Records from a dataset:
'''

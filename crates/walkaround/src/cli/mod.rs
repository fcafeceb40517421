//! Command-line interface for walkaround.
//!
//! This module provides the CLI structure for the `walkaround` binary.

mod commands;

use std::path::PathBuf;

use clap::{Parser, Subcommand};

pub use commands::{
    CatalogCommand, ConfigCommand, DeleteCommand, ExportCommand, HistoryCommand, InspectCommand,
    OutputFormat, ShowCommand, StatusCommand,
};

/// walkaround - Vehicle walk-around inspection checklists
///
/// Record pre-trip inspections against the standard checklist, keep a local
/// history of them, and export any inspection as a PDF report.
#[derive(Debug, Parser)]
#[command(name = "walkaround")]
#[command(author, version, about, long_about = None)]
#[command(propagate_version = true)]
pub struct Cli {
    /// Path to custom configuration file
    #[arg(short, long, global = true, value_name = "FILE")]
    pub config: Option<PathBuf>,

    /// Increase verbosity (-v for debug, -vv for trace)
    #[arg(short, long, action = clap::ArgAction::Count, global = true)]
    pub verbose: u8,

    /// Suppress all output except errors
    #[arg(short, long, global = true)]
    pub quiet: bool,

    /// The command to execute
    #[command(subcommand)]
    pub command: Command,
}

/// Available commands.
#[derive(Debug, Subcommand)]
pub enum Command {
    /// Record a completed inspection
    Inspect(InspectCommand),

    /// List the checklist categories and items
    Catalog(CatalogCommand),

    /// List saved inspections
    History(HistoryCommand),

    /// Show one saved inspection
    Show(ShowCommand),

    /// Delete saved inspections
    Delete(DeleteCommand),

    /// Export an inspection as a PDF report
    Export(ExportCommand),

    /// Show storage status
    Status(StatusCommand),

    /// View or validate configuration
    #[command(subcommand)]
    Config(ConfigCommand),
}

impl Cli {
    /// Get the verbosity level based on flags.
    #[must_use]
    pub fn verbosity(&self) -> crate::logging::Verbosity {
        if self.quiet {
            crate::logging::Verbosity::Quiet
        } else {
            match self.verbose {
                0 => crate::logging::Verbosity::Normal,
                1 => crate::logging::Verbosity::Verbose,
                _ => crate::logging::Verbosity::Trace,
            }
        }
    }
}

'''

A verbatim transcription is needed of the lines above, starting at the line with "repository fcafeceb40517421" and ending at the line with "#[command(author, version, about, long_about", both included, and of nothing else.

#### REPLY TO THE TASK:
repository fcafeceb40517421
//! Command-line interface for walkaround.
//!
//! This module provides the CLI structure for the `walkaround` binary.

mod commands;

use std::path::PathBuf;

use clap::{Parser, Subcommand};

pub use commands::{
    CatalogCommand, ConfigCommand, DeleteCommand, ExportCommand, HistoryCommand, InspectCommand,
    OutputFormat, ShowCommand, StatusCommand,
};

/// walkaround - Vehicle walk-around inspection checklists
///
/// Record pre-trip inspections against the standard checklist, keep a local
/// history of them, and export any inspection as a PDF report.
#[derive(Debug, Parser)]
#[command(name = "walkaround")]
#[command(author, version, about, long_about = None)]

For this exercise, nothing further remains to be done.